While the economic crisis has already reshaped the lives of generations of Americans,  it’s most lasting legacy may be the acceleration in the decline of the shaky and ossified Blue Social Model. Our recent economic troubles forced state and local governments to make tough decisions now that would otherwise have been kicked into the future. Public sector workers are feeling the fear and some are taking steps before the hammer comes down. The New York Times reports that 2011 has seen public-sector workers enter retirement in record numbers:

But increasingly workers fear a permanent shift away from the traditional security of government jobs, and they are making plans to get out now, before salaries and retirement benefits retreat further.

“You start to feel like, ‘What will they do next?’ ” said Bob McLinn, 63, a labor union president who left his job with the Wisconsin Department of Corrections in March, earlier than he planned, after political leaders pressed to cut benefits and collective bargaining rights for workers.

“There’s always been this promise that if you came to work and did your job, at the end there would be your reward — a defined retirement. The idea was you could retire with respect and dignity.

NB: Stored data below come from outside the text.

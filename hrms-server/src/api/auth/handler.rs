//! 认证处理函数

use std::time::Duration;

use axum::{
    Extension, Json,
    extract::State,
    http::{HeaderMap, HeaderValue, header},
};
use chrono::{SecondsFormat, Utc};
use rand::{Rng, distributions::Alphanumeric};
use serde::{Deserialize, Serialize};
use sha2::{Digest, Sha256};

use crate::auth::permissions::get_default_permissions;
use crate::auth::{CurrentUser, hash_password, verify_password};
use crate::core::ServerState;
use crate::db::repository::{session as session_repo, user as user_repo};
use crate::security_log;
use crate::utils::validation::MAX_PASSWORD_LEN;
use crate::utils::{AppError, AppResult, ErrorCode};
use shared::models::{User, UserInfo};
use shared::util::now_rfc3339;

/// 刷新令牌 Cookie 名
const REFRESH_COOKIE: &str = "hrms_refresh";

/// 刷新令牌长度 (字母数字)
const REFRESH_TOKEN_LEN: usize = 64;

/// 密码重置令牌长度
const RESET_TOKEN_LEN: usize = 48;

const MIN_PASSWORD_LEN: usize = 8;

#[derive(Debug, Deserialize)]
pub struct LoginRequest {
    pub username: String,
    pub password: String,
}

#[derive(Debug, Serialize)]
pub struct LoginResponse {
    pub token: String,
    pub user: UserInfo,
}

#[derive(Debug, Deserialize)]
pub struct ForgotPasswordRequest {
    /// 用户名或邮箱
    pub identifier: String,
}

#[derive(Debug, Deserialize)]
pub struct ResetPasswordRequest {
    pub token: String,
    pub new_password: String,
}

#[derive(Debug, Serialize)]
pub struct MessageResponse {
    pub message: String,
}

// ── Cookie / token helpers ──────────────────────────────────────────

fn refresh_cookie(token: &str, max_age_secs: i64) -> String {
    format!(
        "{REFRESH_COOKIE}={token}; HttpOnly; SameSite=Strict; Path=/api/auth; Max-Age={max_age_secs}"
    )
}

fn clear_refresh_cookie() -> String {
    refresh_cookie("", 0)
}

fn read_refresh_cookie(headers: &HeaderMap) -> Option<String> {
    let raw = headers.get(header::COOKIE)?.to_str().ok()?;
    raw.split(';').find_map(|part| {
        let (name, value) = part.trim().split_once('=')?;
        (name == REFRESH_COOKIE && !value.is_empty()).then(|| value.to_string())
    })
}

fn set_cookie_headers(cookie: &str) -> AppResult<HeaderMap> {
    let mut headers = HeaderMap::new();
    let value = HeaderValue::from_str(cookie)
        .map_err(|e| AppError::internal(format!("Invalid cookie value: {e}")))?;
    headers.insert(header::SET_COOKIE, value);
    Ok(headers)
}

pub(crate) fn sha256_hex(input: &str) -> String {
    let mut hasher = Sha256::new();
    hasher.update(input.as_bytes());
    hex::encode(hasher.finalize())
}

pub(crate) fn random_token(len: usize) -> String {
    rand::thread_rng()
        .sample_iter(&Alphanumeric)
        .take(len)
        .map(char::from)
        .collect()
}

fn expiry_after(duration: chrono::Duration) -> String {
    (Utc::now() + duration).to_rfc3339_opts(SecondsFormat::Secs, true)
}

fn user_agent_of(headers: &HeaderMap) -> Option<&str> {
    headers.get(header::USER_AGENT).and_then(|v| v.to_str().ok())
}

/// 颁发访问令牌 + 刷新令牌会话，返回 Set-Cookie 头和响应体
async fn issue_tokens(
    state: &ServerState,
    user: &User,
    user_agent: Option<&str>,
) -> AppResult<(HeaderMap, Json<LoginResponse>)> {
    let permissions = get_default_permissions(&user.role);
    let token = state
        .get_jwt_service()
        .generate_token(user.id, &user.username, &user.role, &permissions)
        .map_err(|e| AppError::internal(format!("Failed to generate token: {e}")))?;

    let refresh = random_token(REFRESH_TOKEN_LEN);
    let ttl = chrono::Duration::days(state.config.refresh_token_ttl_days);
    session_repo::create_session(
        &state.pool(),
        user.id,
        &sha256_hex(&refresh),
        user_agent,
        &expiry_after(ttl),
    )
    .await?;

    let headers = set_cookie_headers(&refresh_cookie(
        &refresh,
        state.config.refresh_token_ttl_days * 24 * 3600,
    ))?;

    Ok((
        headers,
        Json(LoginResponse {
            token,
            user: UserInfo::from(user),
        }),
    ))
}

// ── Handlers ────────────────────────────────────────────────────────

/// POST /api/auth/login - 用户名/邮箱 + 密码登录
pub async fn login(
    State(state): State<ServerState>,
    headers: HeaderMap,
    Json(payload): Json<LoginRequest>,
) -> AppResult<(HeaderMap, Json<LoginResponse>)> {
    let found = user_repo::find_by_username_or_email(&state.pool(), &payload.username).await?;

    // 固定延时，拉平"用户不存在"与"密码错误"的响应时间
    tokio::time::sleep(Duration::from_millis(state.config.login_delay_ms)).await;

    let Some(user) = found else {
        security_log!(
            "WARN",
            "login_failed",
            username = payload.username.clone(),
            reason = "unknown_user"
        );
        return Err(AppError::invalid_credentials());
    };

    if !verify_password(&payload.password, &user.password_hash) {
        security_log!(
            "WARN",
            "login_failed",
            user_id = user.id,
            username = user.username.clone(),
            reason = "bad_password"
        );
        return Err(AppError::invalid_credentials());
    }

    if !user.is_active {
        security_log!(
            "WARN",
            "login_denied",
            user_id = user.id,
            username = user.username.clone(),
            reason = "disabled"
        );
        return Err(AppError::forbidden("Account has been disabled"));
    }

    security_log!(
        "INFO",
        "login_success",
        user_id = user.id,
        username = user.username.clone()
    );

    issue_tokens(&state, &user, user_agent_of(&headers)).await
}

/// POST /api/auth/refresh - 用刷新令牌换新的访问令牌 (轮换刷新令牌)
pub async fn refresh(
    State(state): State<ServerState>,
    headers: HeaderMap,
) -> AppResult<(HeaderMap, Json<LoginResponse>)> {
    let token = read_refresh_cookie(&headers)
        .ok_or_else(|| AppError::invalid_token("Missing refresh token"))?;
    let hash = sha256_hex(&token);

    let session = session_repo::find_session_by_hash(&state.pool(), &hash)
        .await?
        .ok_or_else(|| AppError::invalid_token("Unknown refresh token"))?;

    if session.expires_at < now_rfc3339() {
        session_repo::delete_session_by_hash(&state.pool(), &hash).await?;
        return Err(AppError::token_expired());
    }

    let user = user_repo::find_by_id(&state.pool(), session.user_id)
        .await?
        .ok_or_else(|| AppError::invalid_token("Unknown refresh token"))?;
    if !user.is_active {
        session_repo::delete_sessions_for_user(&state.pool(), user.id).await?;
        return Err(AppError::forbidden("Account has been disabled"));
    }

    // 轮换：旧会话立即作废，新刷新令牌随响应下发
    session_repo::delete_session_by_hash(&state.pool(), &hash).await?;
    issue_tokens(&state, &user, user_agent_of(&headers)).await
}

/// POST /api/auth/logout - 注销当前刷新令牌会话
pub async fn logout(
    State(state): State<ServerState>,
    Extension(user): Extension<CurrentUser>,
    headers: HeaderMap,
) -> AppResult<(HeaderMap, Json<MessageResponse>)> {
    if let Some(token) = read_refresh_cookie(&headers) {
        session_repo::delete_session_by_hash(&state.pool(), &sha256_hex(&token)).await?;
    }

    security_log!(
        "INFO",
        "logout",
        user_id = user.id,
        username = user.username.clone()
    );

    Ok((
        set_cookie_headers(&clear_refresh_cookie())?,
        Json(MessageResponse {
            message: "Logged out".to_string(),
        }),
    ))
}

/// GET /api/auth/me - 当前登录用户信息
pub async fn me(
    State(state): State<ServerState>,
    Extension(user): Extension<CurrentUser>,
) -> AppResult<Json<UserInfo>> {
    let account = user_repo::find_by_id(&state.pool(), user.id)
        .await?
        .ok_or_else(|| AppError::not_found(format!("User {}", user.id)))?;
    Ok(Json(UserInfo::from(&account)))
}

/// POST /api/auth/forgot-password - 发起密码重置
///
/// 无论账号是否存在都返回同一提示，避免探测注册用户。
pub async fn forgot_password(
    State(state): State<ServerState>,
    Json(payload): Json<ForgotPasswordRequest>,
) -> AppResult<Json<MessageResponse>> {
    let found = user_repo::find_by_username_or_email(&state.pool(), &payload.identifier).await?;

    if let Some(user) = found.filter(|u| u.is_active) {
        session_repo::delete_reset_tokens_for_user(&state.pool(), user.id).await?;

        let token = random_token(RESET_TOKEN_LEN);
        let ttl = chrono::Duration::minutes(state.config.reset_token_ttl_minutes);
        session_repo::create_reset_token(
            &state.pool(),
            user.id,
            &sha256_hex(&token),
            &expiry_after(ttl),
        )
        .await?;

        state
            .mailer()
            .send_password_reset(&user.email, &user.username, &token)
            .await;

        security_log!(
            "INFO",
            "password_reset_requested",
            user_id = user.id,
            username = user.username.clone()
        );
    }

    Ok(Json(MessageResponse {
        message: "If the account exists, a reset link has been sent".to_string(),
    }))
}

/// POST /api/auth/reset-password - 用重置令牌设置新密码
///
/// 未知/过期/已用过的令牌统一报 "Invalid or expired reset token"。
pub async fn reset_password(
    State(state): State<ServerState>,
    Json(payload): Json<ResetPasswordRequest>,
) -> AppResult<Json<MessageResponse>> {
    if payload.new_password.len() < MIN_PASSWORD_LEN || payload.new_password.len() > MAX_PASSWORD_LEN
    {
        return Err(AppError::validation(format!(
            "Password must be between {MIN_PASSWORD_LEN} and {MAX_PASSWORD_LEN} characters"
        )));
    }

    let invalid =
        || AppError::with_message(ErrorCode::ResetTokenInvalid, "Invalid or expired reset token");

    let record = session_repo::find_reset_token_by_hash(&state.pool(), &sha256_hex(&payload.token))
        .await?
        .ok_or_else(invalid)?;

    if record.expires_at < now_rfc3339() {
        session_repo::delete_expired_reset_tokens(&state.pool(), &now_rfc3339()).await?;
        return Err(invalid());
    }

    // DELETE 作为一次性消费保证；并发请求只有一个能成功
    if !session_repo::consume_reset_token(&state.pool(), record.id).await? {
        return Err(invalid());
    }

    let password_hash = hash_password(&payload.new_password)?;
    user_repo::update_password(&state.pool(), record.user_id, &password_hash).await?;

    // 密码已换，所有既有会话一并失效
    session_repo::delete_sessions_for_user(&state.pool(), record.user_id).await?;

    security_log!("INFO", "password_reset_completed", user_id = record.user_id);

    Ok(Json(MessageResponse {
        message: "Password has been reset".to_string(),
    }))
}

But that whole idea has been slashed now, and I felt like, ‘What is the point?’ ” […]

Already, the trend is apparent in places where lawmakers have made the clearest calls for decreasing workers’ benefits or increasing their contributions for health care insurance and pension plans. And in the last two years, 41 states have made significant changes to at least one of their retirement plans, the National Conference of State Legislatures found.

Politicians have promised rising wages and big pensions to workers and lots of services at low taxes to voters.  The two sets of promises don’t add up; now the bills are coming due and workers rightly fear that politicians from both parties will throw workers under the bus rather than anger voters.  Hoping to get out before new and more restrictive rules trap older workers and deprive them of benefits they expected, workers are trying to retire before the rules change.

Via Meadia doesn’t think the problem is simply that public employees are overpaid.  Many are not, and compared to the Solyndra executives and the Wall Street geniuses who wrecked the financial system while collecting big bonuses, the average teacher, policeman or firefighter is hardly making out like a bandit.

The core problem is that public unions are too powerful; they get to act both as traditional trade unions and as powerful electoral blocs who elect the people with whom they negotiate.  Given the flaccid character of so many politicians, there is a perverse incentives to give the unions whatever will make them happy and then to kick the fiscal can down the road.

Unfortunately the end of the road is where we are, and there are a lot of cans underfoot.  Dishonesty and false promises were the stock in trade of politicians for the last generation, and we are where we are.  There is enough pain to go around, but it will be impossible for state and local workers to escape their share.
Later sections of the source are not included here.